Falcone's killing was decided at meetings of the Sicilian Mafia Commission between September and December 1991, and orchestrated by boss Salvatore Riina, in which other targets were also identified. Following the judgment of the Supreme Court of Cassation confirming the claims of the Maxi Trial (30 January 1992), the Sicilian Mafia decided to start the attacks on political figures.

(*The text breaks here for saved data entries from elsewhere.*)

//! Resource descriptors (spec §3.2). These are the caller-facing "what to
//! create" values; the registry core neither interprets nor validates their
//! GPU-semantic meaning beyond the structural invariants spec.md calls out
//! (texture dimensions, argument-buffer index/offset ordering); pixel
//! format tables and texture/IO conversions are an external collaborator
//! (spec §1).

use bitflags::bitflags;

#[derive(Clone, Copy, Debug, PartialEq, Eq, Hash)]
pub enum StorageMode {
    Shared,
    Managed,
    Private,
    Memoryless,
}

#[derive(Clone, Copy, Debug, PartialEq, Eq, Hash)]
pub enum CacheMode {
    DefaultCache,
    WriteCombined,
}

bitflags! {
    /// `usage_hint` bits. `TEXTURE_VIEW`/`PIXEL_FORMAT_VIEW` are set by the
    /// registry itself when a view is created over a base resource (spec §8
    /// scenario S5), not supplied by the caller.
    #[derive(Clone, Copy, Debug, PartialEq, Eq, Hash)]
    pub struct UsageHint: u32 {
        const SHADER_READ = 1 << 0;
        const SHADER_WRITE = 1 << 1;
        const RENDER_TARGET = 1 << 2;
        const PIXEL_FORMAT_VIEW = 1 << 3;
        const TEXTURE_VIEW = 1 << 4;
    }
}

/// Placeholder for the external pixel-format table (spec §1: image
/// codecs/pixel-format tables are out of scope). Only identity and byte
/// layout matter to the registry core (texture-view channel-count /
/// bytes-per-pixel comparison, spec §8 S5).
#[derive(Clone, Copy, Debug, PartialEq, Eq, Hash)]
pub struct PixelFormat {
    pub id: u32,
    pub channel_count: u8,
    pub bytes_per_pixel: u8,
}

#[derive(Clone, Debug, PartialEq, Eq, Hash)]
pub struct BufferDescriptor {
    pub length: u64,
    pub storage_mode: StorageMode,
    pub cache_mode: CacheMode,
    pub usage_hint: UsageHint,
}

/// Implemented by every descriptor a texture view can alias (spec §8 S5:
/// creating a view folds `TEXTURE_VIEW`/`PIXEL_FORMAT_VIEW` into the base
/// resource's `usage_hint`).
pub trait HasUsageHint {
    fn usage_hint_mut(&mut self) -> &mut UsageHint;
}

impl HasUsageHint for BufferDescriptor {
    fn usage_hint_mut(&mut self) -> &mut UsageHint {
        &mut self.usage_hint
    }
}

#[derive(Clone, Copy, Debug, PartialEq, Eq, Hash)]
pub enum TextureType {
    D1,
    D2,
    D2Array,
    D3,
    Cube,
    CubeArray,
}

#[derive(Clone, Debug, PartialEq, Eq, Hash)]
pub struct TextureDescriptor {
    pub ty: TextureType,
    pub pixel_format: PixelFormat,
    pub width: u32,
    pub height: u32,
    pub depth: u32,
    pub mip_levels: u32,
    pub array_length: u32,
    pub sample_count: u32,
    pub storage_mode: StorageMode,
    pub usage_hint: UsageHint,
}

impl HasUsageHint for TextureDescriptor {
    fn usage_hint_mut(&mut self) -> &mut UsageHint {
        &mut self.usage_hint
    }
}

/// Texture dimension bounds (spec §3.2): "Dimensions constrained to `1..=16384`".
#[derive(Debug, PartialEq, Eq)]
pub struct DimensionOutOfRange {
    pub field: &'static str,
    pub value: u32,
}

impl TextureDescriptor {
    /// Validates `width`/`height`/`depth` against spec's `1..=16384` bound.
    /// Invariant violations are programmer error (spec §7), so the registry
    /// calls this and panics; it is a plain `Result` here so callers/tests
    /// can also check it without unwinding.
    pub fn check_dimensions(&self) -> Result<(), DimensionOutOfRange> {
        for (field, value) in [("width", self.width), ("height", self.height), ("depth", self.depth)] {
            if value < 1 || value > crate::limits::MAX_TEXTURE_DIMENSION {
                return Err(DimensionOutOfRange { field, value });
            }
        }
        Ok(())
    }
}

#[derive(Clone, Copy, Debug, PartialEq, Eq, Hash)]
pub enum TextureViewType {
    D1,
    D2,
    D2Array,
    D3,
    Cube,
    CubeArray,
}

#[derive(Clone, Copy, Debug, PartialEq, Eq, Hash)]
pub struct MipRange {
    pub base: u32,
    pub count: u32,
}

#[derive(Clone, Copy, Debug, PartialEq, Eq, Hash)]
pub struct SliceRange {
    pub base: u32,
    pub count: u32,
}

#[derive(Clone, Debug, PartialEq, Eq, Hash)]
pub struct TextureViewDescriptor {
    pub pixel_format: PixelFormat,
    pub view_type: TextureViewType,
    pub mip_range: MipRange,
    pub slice_range: SliceRange,
}

#[derive(Clone, Copy, Debug, PartialEq, Eq, Hash)]
pub enum HeapType {
    Automatic,
    Placement,
    Sparse,
}

#[derive(Clone, Debug, PartialEq, Eq, Hash)]
pub struct HeapDescriptor {
    pub size: u64,
    pub ty: HeapType,
    pub storage_mode: StorageMode,
    pub cache_mode: CacheMode,
}

#[derive(Clone, Copy, Debug, PartialEq, Eq, Hash)]
pub enum ArgumentAccess {
    Read,
    Write,
    ReadWrite,
}

/// Which member of [`crate::handle::ResourceKind`] an argument-buffer slot
/// binds; `InlineData` is not a resource reference at all, just `size`
/// inline bytes encoded directly into the buffer.
#[derive(Clone, Copy, Debug, PartialEq, Eq, Hash)]
pub enum ArgumentKind {
    Buffer,
    Texture,
    Sampler,
    InlineData { size: u32 },
}

#[derive(Clone, Debug, PartialEq, Eq, Hash)]
pub struct ArgumentDescriptor {
    pub kind: ArgumentKind,
    pub slot_index: u32,
    pub array_length: u32,
    pub access: ArgumentAccess,
    /// Computed by [`crate::argument_buffer::layout`]; `0` until laid out.
    pub encoded_offset: u64,
    /// Per-argument stride, in bytes; computed alongside `encoded_offset`.
    pub encoded_stride: u64,
}

#[derive(Clone, Debug, PartialEq, Eq, Hash)]
pub struct ArgumentBufferDescriptor {
    pub arguments: Vec<ArgumentDescriptor>,
    pub storage_mode: StorageMode,
    /// Computed total size; see [`crate::argument_buffer::layout`].
    pub buffer_length: u64,
}

#[derive(Clone, Debug, PartialEq, Eq, Hash)]
pub struct ArgumentBufferArrayDescriptor {
    pub capacity: u32,
}

#[derive(Clone, Copy, Debug, PartialEq, Eq, Hash)]
pub struct AccelerationStructureDescriptor {
    pub byte_size: u64,
}

#[derive(Clone, Debug, PartialEq, Eq, Hash)]
pub struct FunctionDescriptor {
    pub name: String,
}

#[derive(Clone, Debug, PartialEq, Eq, Hash)]
pub struct VisibleFunctionTableDescriptor {
    pub function_count: u32,
}

#[derive(Clone, Debug, PartialEq, Eq, Hash)]
pub struct IntersectionFunctionTableDescriptor {
    pub functions: Vec<Option<FunctionDescriptor>>,
    pub buffer_count: u32,
}

/// The member kind a hazard-tracking group was created for (spec §3.2,
/// §4.E); all members added to one group must share this kind.
#[derive(Clone, Copy, Debug, PartialEq, Eq, Hash)]
pub enum HazardTrackingMemberKind {
    Buffer,
    Texture,
}

#[derive(Clone, Copy, Debug, PartialEq, Eq, Hash)]
pub struct HazardTrackingGroupDescriptor {
    pub member_kind: HazardTrackingMemberKind,
}

/// Purgeable-state values (spec §6): queryable/settable per resource.
#[derive(Clone, Copy, Debug, PartialEq, Eq, Hash)]
pub enum PurgeableState {
    NonDiscardable,
    Discardable,
    Discarded,
}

In April and May 1992, Salvatore Biondino, Raffaele Ganci and Salvatore Cancemi conducted inspections at Highway A29 in the Capaci area to find a suitable place for the attack to be carried out. During the same period, there were organizational meetings near Altofonte consisting of Giovanni Brusca, Antonino Gioè, Gioacchino La Barbera, Pietro Rampulla, Santino Di Matteo, and Leoluca Bagarella, where some 200 kilograms of quarry explosives were procured by Giuseppe Agrigento (mobster of San Cipirello). The explosives were then taken to the house of Antonino Troia (under the Capaci family), where another meeting took place also including Raffaele Ganci, Salvatore Cancemi, Giovan Battista Ferrante, Giovanni Battaglia, Salvatore Biondino and Salvatore Biondo, during which the transfer of the other part of the explosive (TNT and RDX) was carried out by Biondino and Giuseppe Graviano (head of the Brancaccio Family).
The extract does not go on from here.